Migliaia
di persone incontrate nel corso della vostra vita vi attendono una
notte in una torre sul mare, per giudicarvi. Accettereste
"l'inevitabile autorità degli altri"? O fuggireste con
l'amore perduto, rinunziando a scoprire di cosa vi accusa oggi il
prossimo, pur di seguire il suo volto riconosciuto nella folla di
testimoni?
Questo
romanzo racconta la notte più dura di Luca Svevi, broker senza lavoro
perchè non riesce ad assicurare "più niente e nessuno, su
niente e nessuna cosa al mondo". Svevi accetta l'invito di due ex
colleghi venuti a fargli visita la sera del suo cinquantesimo
compleanno: un cocktail a sorpresa che si rivelerà una resa dei conti
con se stesso e con gli altri.

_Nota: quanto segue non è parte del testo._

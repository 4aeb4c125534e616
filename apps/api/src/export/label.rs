//! Score presentation shared by the API response and every export format.

use serde::Serialize;

use crate::normalize::{ScoreBreakdown, SubScore};

/// Converts a `0.0..=1.0` score into an integer percentage, rounding half up.
///
/// The scaled value is snapped to six decimals first so binary noise such as
/// `0.595 * 100.0 == 59.49999999999999` still rounds to 60.
pub fn percent(score: f64) -> u32 {
    if !score.is_finite() {
        return 0;
    }
    let scaled = (score * 100.0 * 1e6).round() / 1e6;
    (scaled + 0.5).floor().clamp(0.0, 100.0) as u32
}

/// Overall verdict for a match.
#[derive(Debug, Clone, Copy, PartialEq, Eq, Serialize)]
pub enum MatchLabel {
    #[serde(rename = "Excellent Match")]
    Excellent,
    #[serde(rename = "Good Match")]
    Good,
    #[serde(rename = "Poor Match")]
    Poor,
}

impl MatchLabel {
    pub fn from_percent(percent: u32) -> Self {
        match percent {
            p if p >= 80 => MatchLabel::Excellent,
            p if p >= 60 => MatchLabel::Good,
            _ => MatchLabel::Poor,
        }
    }

    pub fn as_str(self) -> &'static str {
        match self {
            MatchLabel::Excellent => "Excellent Match",
            MatchLabel::Good => "Good Match",
            MatchLabel::Poor => "Poor Match",
        }
    }

    /// Badge variant the UI colors the verdict with.
    pub fn badge(self) -> &'static str {
        match self {
            MatchLabel::Excellent => "default",
            MatchLabel::Good => "secondary",
            MatchLabel::Poor => "destructive",
        }
    }

    pub fn recommendation(self) -> &'static str {
        match self {
            MatchLabel::Excellent => {
                "This candidate is an excellent fit for the position and should be prioritized for interview."
            }
            MatchLabel::Good => {
                "This candidate shows good potential and may be worth considering with additional evaluation."
            }
            MatchLabel::Poor => {
                "This candidate may not be the best fit for this specific role, but could be suitable for other positions."
            }
        }
    }
}

/// Grade of a single sub-score card.
#[derive(Debug, Clone, Copy, PartialEq, Eq, Serialize)]
pub enum Grade {
    Good,
    Fair,
    Poor,
}

impl Grade {
    pub fn from_percent(percent: u32) -> Self {
        match percent {
            p if p >= 70 => Grade::Good,
            p if p >= 50 => Grade::Fair,
            _ => Grade::Poor,
        }
    }

    pub fn as_str(self) -> &'static str {
        match self {
            Grade::Good => "Good",
            Grade::Fair => "Fair",
            Grade::Poor => "Poor",
        }
    }
}

#[derive(Debug, Clone, Serialize)]
pub struct SubScoreView {
    pub key: SubScore,
    pub name: &'static str,
    pub percent: u32,
    pub grade: Grade,
}

/// Display-ready scores: integer percentages plus the derived labels.
#[derive(Debug, Clone, Serialize)]
pub struct ScoreView {
    pub overall_percent: u32,
    pub label: MatchLabel,
    pub badge: &'static str,
    pub recommendation: &'static str,
    pub sub_scores: Vec<SubScoreView>,
}

impl From<&ScoreBreakdown> for ScoreView {
    fn from(score: &ScoreBreakdown) -> Self {
        let overall_percent = percent(score.overall);
        let label = MatchLabel::from_percent(overall_percent);
        ScoreView {
            overall_percent,
            label,
            badge: label.badge(),
            recommendation: label.recommendation(),
            sub_scores: SubScore::ALL
                .iter()
                .map(|&key| {
                    let percent = percent(score.get(key));
                    SubScoreView {
                        key,
                        name: key.label(),
                        percent,
                        grade: Grade::from_percent(percent),
                    }
                })
                .collect(),
        }
    }
}

#[cfg(test)]
mod tests {
    use super::*;

    #[test]
    fn test_percent_rounds_half_up() {
        assert_eq!(percent(0.595), 60);
        assert_eq!(percent(0.005), 1);
        assert_eq!(percent(0.594), 59);
    }

    #[test]
    fn test_percent_common_values() {
        assert_eq!(percent(0.82), 82);
        assert_eq!(percent(0.9), 90);
        assert_eq!(percent(0.7), 70);
        assert_eq!(percent(0.0), 0);
        assert_eq!(percent(1.0), 100);
    }

    #[test]
    fn test_percent_clamps_out_of_range() {
        assert_eq!(percent(1.7), 100);
        assert_eq!(percent(-0.2), 0);
        assert_eq!(percent(f64::NAN), 0);
    }

    #[test]
    fn test_label_boundaries() {
        assert_eq!(MatchLabel::from_percent(79), MatchLabel::Good);
        assert_eq!(MatchLabel::from_percent(80), MatchLabel::Excellent);
        assert_eq!(MatchLabel::from_percent(59), MatchLabel::Poor);
        assert_eq!(MatchLabel::from_percent(60), MatchLabel::Good);
        assert_eq!(MatchLabel::from_percent(79).as_str(), "Good Match");
        assert_eq!(MatchLabel::from_percent(80).as_str(), "Excellent Match");
    }

    #[test]
    fn test_label_from_score_uses_rounding() {
        assert_eq!(MatchLabel::from_percent(percent(0.795)), MatchLabel::Excellent);
        assert_eq!(MatchLabel::from_percent(percent(0.5949)), MatchLabel::Poor);
    }

    #[test]
    fn test_label_serializes_as_text() {
        assert_eq!(
            serde_json::to_string(&MatchLabel::Excellent).unwrap(),
            r#""Excellent Match""#
        );
    }

    #[test]
    fn test_grade_boundaries() {
        assert_eq!(Grade::from_percent(70), Grade::Good);
        assert_eq!(Grade::from_percent(69), Grade::Fair);
        assert_eq!(Grade::from_percent(50), Grade::Fair);
        assert_eq!(Grade::from_percent(49), Grade::Poor);
    }

    #[test]
    fn test_score_view() {
        let view = ScoreView::from(&ScoreBreakdown {
            overall: 0.82,
            skills: 0.9,
            experience: 0.7,
            ..Default::default()
        });
        assert_eq!(view.overall_percent, 82);
        assert_eq!(view.label, MatchLabel::Excellent);
        let percents: Vec<u32> = view.sub_scores.iter().map(|s| s.percent).collect();
        assert_eq!(percents, vec![90, 70, 0, 0]);
        assert_eq!(view.sub_scores[0].grade, Grade::Good);
        assert_eq!(view.sub_scores[2].grade, Grade::Poor);
    }
}
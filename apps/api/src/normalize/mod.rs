// Normalization of the parser's loosely-typed responses into fixed records.
// Everything in here is pure: no I/O, no errors, defaults for anything missing.

pub mod candidate;
pub mod editing;
pub mod job;
pub mod models;
pub mod score;
pub mod value;

pub use candidate::normalize_candidate;
pub use job::normalize_job;
pub use models::{CandidateProfile, JobProfile, ScoreBreakdown, SubScore};
pub use score::normalize_score;
pub use value::unwrap_envelope;
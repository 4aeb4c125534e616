use axum::{extract::State, Json};
use serde_json::{json, Value};

use crate::state::AppState;

/// GET /health
/// Returns a simple status object with service version and whether the
/// document service is configured.
pub async fn health_handler(State(state): State<AppState>) -> Json<Value> {
    Json(json!({
        "status": "ok",
        "version": env!("CARGO_PKG_VERSION"),
        "service": "cvmatch-api",
        "document_service_configured": state.documents().is_ok()
    }))
}
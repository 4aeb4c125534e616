use serde_json::Value;

use crate::normalize::models::{CandidateProfile, EducationEntry, ExperienceEntry};
use crate::normalize::value::{first_array, section, text, text_at, text_list};

const NO_KEYS: &[&str] = &[];
const RAW: &[&str] = &["Raw"];
const DATE: &[&str] = &["Date"];

pub(crate) const SKILL_ARRAYS: &[&str] = &["/Skills", "/Skills/Raw"];

/// Builds a `CandidateProfile` from a resume parse tree.
///
/// Accepts either `{"ResumeData": {...}}` or the resume data object itself.
/// Never fails: anything missing or malformed becomes a default.
pub fn normalize_candidate(raw: &Value) -> CandidateProfile {
    let resume = section(raw, "ResumeData");

    CandidateProfile {
        name: text_at(
            resume,
            "/ContactInformation/CandidateName",
            &["FormattedName"],
        ),
        email: text_at(
            resume,
            "/ContactInformation/EmailAddresses/0",
            &["InternetEmailAddress"],
        ),
        phone: text_at(
            resume,
            "/ContactInformation/Telephones/0",
            &["Raw", "Normalized"],
        ),
        address: text_at(resume, "/ContactInformation/Location", &["CountryCode"]),
        skills: text_list(first_array(resume, SKILL_ARRAYS), NO_KEYS),
        experience: first_array(resume, &["/EmploymentHistory", "/EmploymentHistory/Positions"])
            .iter()
            .map(experience_entry)
            .collect(),
        education: first_array(resume, &["/Education", "/Education/EducationDetails"])
            .iter()
            .map(education_entry)
            .collect(),
        languages: text_list(first_array(resume, &["/Languages"]), &["Language"]),
        certifications: text_list(first_array(resume, &["/Certifications"]), NO_KEYS),
    }
}

fn experience_entry(position: &Value) -> ExperienceEntry {
    ExperienceEntry {
        title: text(position.get("JobTitle"), RAW),
        company: text(position.get("Employer"), RAW),
        start_date: text(position.get("StartDate"), DATE),
        end_date: text(position.get("EndDate"), DATE),
        description: text(position.get("Description"), NO_KEYS),
    }
}

fn education_entry(detail: &Value) -> EducationEntry {
    EducationEntry {
        degree: text(detail.get("Degree"), RAW),
        institution: text(detail.get("SchoolName"), RAW),
        start_date: text(detail.get("StartDate"), DATE),
        end_date: text(detail.get("EndDate"), DATE),
        description: text(detail.get("Text"), NO_KEYS),
    }
}
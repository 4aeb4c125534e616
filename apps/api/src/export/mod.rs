//! Export of a completed scoring request as a downloadable artifact.
//!
//! Three independent renderers over one `ExportBundle`: a JSON dump, a CSV
//! score summary and a plain-text report. All of them are pure; the date is
//! passed in rather than read from the clock.

pub mod bundle;
pub mod label;
pub mod narrative;
pub mod structured;
pub mod tabular;

use chrono::NaiveDate;
use serde::{Deserialize, Serialize};
use thiserror::Error;

pub use bundle::{ExportBundle, SourceFiles};
pub use label::ScoreView;

#[derive(Debug, Error)]
pub enum ExportError {
    #[error("JSON error: {0}")]
    Json(#[from] serde_json::Error),

    #[error("CSV error: {0}")]
    Csv(#[from] csv::Error),

    #[error("I/O error: {0}")]
    Io(#[from] std::io::Error),

    #[error("Formatting error: {0}")]
    Fmt(#[from] std::fmt::Error),

    #[error("Output is not valid UTF-8: {0}")]
    Utf8(#[from] std::string::FromUtf8Error),
}

#[derive(Debug, Clone, Copy, PartialEq, Eq, Serialize, Deserialize)]
#[serde(rename_all = "lowercase")]
pub enum ExportFormat {
    Json,
    Csv,
    Report,
}

impl ExportFormat {
    pub fn mime(self) -> &'static str {
        match self {
            ExportFormat::Json => "application/json",
            ExportFormat::Csv => "text/csv; charset=utf-8",
            ExportFormat::Report => "text/plain; charset=utf-8",
        }
    }

    pub fn filename(self, date: NaiveDate) -> String {
        let date = date.format("%Y-%m-%d");
        match self {
            ExportFormat::Json => format!("cv-scoring-results-{date}.json"),
            ExportFormat::Csv => format!("cv-scoring-summary-{date}.csv"),
            ExportFormat::Report => format!("cv-scoring-report-{date}.txt"),
        }
    }
}

/// A rendered export ready to be offered as a download.
#[derive(Debug, Clone, PartialEq)]
pub struct ExportArtifact {
    pub body: String,
    pub filename: String,
    pub mime: &'static str,
}

pub fn render(
    bundle: &ExportBundle,
    format: ExportFormat,
    date: NaiveDate,
) -> Result<ExportArtifact, ExportError> {
    let body = match format {
        ExportFormat::Json => structured::render_dump(bundle)?,
        ExportFormat::Csv => tabular::render_summary(bundle)?,
        ExportFormat::Report => narrative::render_report(bundle, date)?,
    };
    Ok(ExportArtifact {
        body,
        filename: format.filename(date),
        mime: format.mime(),
    })
}
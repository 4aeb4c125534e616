use serde::{Deserialize, Serialize};

/// A candidate as extracted from a parsed CV. Every field is always present;
/// missing source data shows up as an empty string or an empty list.
#[derive(Debug, Clone, Default, PartialEq, Serialize, Deserialize)]
#[serde(default)]
pub struct CandidateProfile {
    pub name: String,
    pub email: String,
    pub phone: String,
    pub address: String,
    pub skills: Vec<String>,
    pub experience: Vec<ExperienceEntry>,
    pub education: Vec<EducationEntry>,
    pub languages: Vec<String>,
    pub certifications: Vec<String>,
}

#[derive(Debug, Clone, Default, PartialEq, Serialize, Deserialize)]
#[serde(default)]
pub struct ExperienceEntry {
    pub title: String,
    pub company: String,
    pub start_date: String,
    pub end_date: String,
    pub description: String,
}

#[derive(Debug, Clone, Default, PartialEq, Serialize, Deserialize)]
#[serde(default)]
pub struct EducationEntry {
    pub degree: String,
    pub institution: String,
    pub start_date: String,
    pub end_date: String,
    pub description: String,
}

/// Headline facts about a candidate, as shown next to the score.
#[derive(Debug, Clone, PartialEq, Serialize)]
pub struct CandidateSummary {
    pub experience_count: usize,
    pub highest_education: String,
}

impl CandidateProfile {
    /// The parser lists education most recent first, so the first degree is
    /// taken as the highest.
    pub fn summary(&self) -> CandidateSummary {
        CandidateSummary {
            experience_count: self.experience.len(),
            highest_education: self
                .education
                .first()
                .map(|e| e.degree.clone())
                .unwrap_or_default(),
        }
    }
}

#[derive(Debug, Clone, Default, PartialEq, Serialize, Deserialize)]
#[serde(default)]
pub struct JobProfile {
    pub title: String,
    pub company: String,
    pub location: String,
    pub required_skill_count: usize,
    pub skills: Vec<String>,
}

/// Scores as reported by the external scorer, each in `0.0..=1.0`.
///
/// `overall` is whatever the scorer suggested. It is not derived from the
/// sub-scores and must never be recomputed from them.
#[derive(Debug, Clone, Copy, Default, PartialEq, Serialize, Deserialize)]
#[serde(default)]
pub struct ScoreBreakdown {
    pub overall: f64,
    pub skills: f64,
    pub experience: f64,
    pub education: f64,
    pub languages: f64,
}

#[derive(Debug, Clone, Copy, PartialEq, Eq, Serialize, Deserialize)]
#[serde(rename_all = "snake_case")]
pub enum SubScore {
    Skills,
    Experience,
    Education,
    Languages,
}

impl SubScore {
    pub const ALL: [SubScore; 4] = [
        SubScore::Skills,
        SubScore::Experience,
        SubScore::Education,
        SubScore::Languages,
    ];

    pub fn label(self) -> &'static str {
        match self {
            SubScore::Skills => "Skills Match",
            SubScore::Experience => "Experience",
            SubScore::Education => "Education",
            SubScore::Languages => "Languages",
        }
    }
}

impl ScoreBreakdown {
    pub fn get(&self, sub: SubScore) -> f64 {
        match sub {
            SubScore::Skills => self.skills,
            SubScore::Experience => self.experience,
            SubScore::Education => self.education,
            SubScore::Languages => self.languages,
        }
    }
}

#[cfg(test)]
mod tests {
    use super::*;

    #[test]
    fn test_summary_of_empty_profile() {
        let summary = CandidateProfile::default().summary();
        assert_eq!(summary.experience_count, 0);
        assert_eq!(summary.highest_education, "");
    }

    #[test]
    fn test_summary_takes_first_degree() {
        let profile = CandidateProfile {
            education: vec![
                EducationEntry {
                    degree: "MSc".to_string(),
                    ..Default::default()
                },
                EducationEntry {
                    degree: "BSc".to_string(),
                    ..Default::default()
                },
            ],
            ..Default::default()
        };
        assert_eq!(profile.summary().highest_education, "MSc");
    }

    #[test]
    fn test_lenient_deserialize_fills_defaults() {
        let profile: CandidateProfile =
            serde_json::from_str(r#"{"name": "Ada", "experience": [{"title": "Engineer"}]}"#)
                .unwrap();
        assert_eq!(profile.name, "Ada");
        assert!(profile.skills.is_empty());
        assert_eq!(profile.experience[0].company, "");
    }
}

Aragno e Caruso lo condurranno a Torre
Astura, il castello sul mare di Nettuno dove si rifugiò e fu tradito
Corradino di Svevia.
Quella
che per Luca Svevi sembra annunziarsi come una trovata imbarazzante -
festeggiare il compleanno tra vecchie fiamme e saccenti compagni di
scuola - si trasforma nell'epilogo sbalorditivo di un uomo solo e
diverso, con il quale il lettore finirà inevitabilmente col
confrontarsi e identificarsi.
Per
questo cinquantenne fedele ai suoi sogni di bambino la scoperta della
"verità degli altri" troverà nell'ultimo colpo di scena
una sentenza risolutiva, e una rosa di speranza sbocciata al di fuori
e al di sopra dei "giorni disumani" che stiamo vivendo.
L'incosciente
è la storia di una vita in una notte, scritta con tensione febbrile
in un sorprendente flusso narrativo, in cui si alternano senza tregua
dramma e ironia. Una notte difficile da dimenticare per coloro che
"passano la vita cercando di ritrovarsi", e per chi, come
Luca Svevi, la trascorre "cercando ostinatamente di
disperdersi".
(tratto
dal sito www.diegocugia.com)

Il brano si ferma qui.